Stored data

################

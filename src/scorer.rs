//! Serving-time classification over loaded model artifacts.
//!
//! A [`Scorer`] is built once at process start from the persisted
//! scaler/classifier pair and is read-only afterwards: classification is a
//! pure function of the input vector and the loaded artifacts, so shared
//! references need no locking.

use std::path::Path;

use serde::{Deserialize, Serialize};

use crate::error::{PhishguardError, Result};
use crate::features::vector::FeatureVector;
use crate::model::artifacts::{ModelMetadata, load_artifacts};
use crate::model::forest::RandomForestClassifier;
use crate::model::scaler::StandardScaler;

/// Classification outcome for a URL.
#[derive(Debug, Clone, Copy, PartialEq, Eq, Serialize, Deserialize)]
pub enum Label {
    Phishing,
    Legitimate,
}

impl std::fmt::Display for Label {
    fn fmt(&self, f: &mut std::fmt::Formatter<'_>) -> std::fmt::Result {
        match self {
            Label::Phishing => write!(f, "Phishing"),
            Label::Legitimate => write!(f, "Legitimate"),
        }
    }
}

/// A classification together with the model's confidence in it.
#[derive(Debug, Clone, Copy, PartialEq, Serialize, Deserialize)]
pub struct Verdict {
    pub label: Label,
    /// Max class probability, in [0, 1].
    pub confidence: f64,
}

/// The immutable fitted pair used at inference time.
#[derive(Debug, Clone)]
pub struct Scorer {
    scaler: StandardScaler,
    forest: RandomForestClassifier,
    metadata: ModelMetadata,
}

impl Scorer {
    /// Assemble a scorer from already-fitted components.
    pub fn new(
        scaler: StandardScaler,
        forest: RandomForestClassifier,
        metadata: ModelMetadata,
    ) -> Self {
        Self {
            scaler,
            forest,
            metadata,
        }
    }

    /// Load the persisted artifacts from `dir`.
    ///
    /// Fails on missing or corrupt blobs, on a format-version mismatch, and
    /// on a feature-schema mismatch; a scorer that loads is ready to serve.
    pub fn load(dir: &Path) -> Result<Self> {
        let (scaler, forest, metadata) = load_artifacts(dir)?;
        let scorer = Self::new(scaler, forest, metadata);
        if !scorer.is_ready() {
            return Err(PhishguardError::model(
                "loaded artifacts are not fitted",
            ));
        }
        Ok(scorer)
    }

    /// Whether both halves of the pair are fitted and usable.
    pub fn is_ready(&self) -> bool {
        self.scaler.is_fitted() && self.forest.is_trained()
    }

    /// Classify a feature vector.
    ///
    /// Deterministic: the same vector against the same artifacts always
    /// yields the same verdict.
    pub fn classify(&self, vector: &FeatureVector) -> Result<Verdict> {
        let standardized = self.scaler.transform(&vector.to_f64_array())?;
        let prediction = self.forest.predict(&standardized)?;
        let distribution = self.forest.predict_proba(&standardized)?;

        let label = if prediction == 1 {
            Label::Legitimate
        } else {
            Label::Phishing
        };
        let confidence = distribution[0].max(distribution[1]);

        Ok(Verdict { label, confidence })
    }

    /// Metadata recorded when the artifacts were trained.
    pub fn metadata(&self) -> &ModelMetadata {
        &self.metadata
    }
}
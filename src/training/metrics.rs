//! Held-out evaluation metrics.

use serde::{Deserialize, Serialize};

/// Fraction of predictions matching the ground-truth labels.
pub fn accuracy(predictions: &[i8], labels: &[i8]) -> f64 {
    if predictions.is_empty() {
        return 0.0;
    }
    let correct = predictions
        .iter()
        .zip(labels)
        .filter(|(prediction, label)| prediction == label)
        .count();
    correct as f64 / predictions.len() as f64
}

/// Precision/recall/F1 for one class.
#[derive(Debug, Clone, Copy, PartialEq, Serialize, Deserialize)]
pub struct ClassMetrics {
    pub precision: f64,
    pub recall: f64,
    pub f1: f64,
    /// Number of ground-truth examples of this class.
    pub support: usize,
}

impl ClassMetrics {
    fn compute(predictions: &[i8], labels: &[i8], class: i8) -> Self {
        let true_positives = predictions
            .iter()
            .zip(labels)
            .filter(|&(&prediction, &label)| prediction == class && label == class)
            .count() as f64;
        let predicted = predictions.iter().filter(|&&p| p == class).count() as f64;
        let support = labels.iter().filter(|&&l| l == class).count();

        let precision = if predicted > 0.0 {
            true_positives / predicted
        } else {
            0.0
        };
        let recall = if support > 0 {
            true_positives / support as f64
        } else {
            0.0
        };
        let f1 = if precision + recall > 0.0 {
            2.0 * precision * recall / (precision + recall)
        } else {
            0.0
        };

        Self {
            precision,
            recall,
            f1,
            support,
        }
    }
}

/// Held-out evaluation: accuracy plus per-class breakdown.
#[derive(Debug, Clone, Copy, PartialEq, Serialize, Deserialize)]
pub struct EvaluationReport {
    pub accuracy: f64,
    pub phishing: ClassMetrics,
    pub legitimate: ClassMetrics,
}

impl EvaluationReport {
    /// Compute the report from aligned predictions and labels.
    pub fn compute(predictions: &[i8], labels: &[i8]) -> Self {
        Self {
            accuracy: accuracy(predictions, labels),
            phishing: ClassMetrics::compute(predictions, labels, -1),
            legitimate: ClassMetrics::compute(predictions, labels, 1),
        }
    }
}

################

The task
Within the data above, pick out all lines holding the word "write".

Exercise result
            Label::Phishing => write!(f, "Phishing"),
            Label::Legitimate => write!(f, "Legitimate"),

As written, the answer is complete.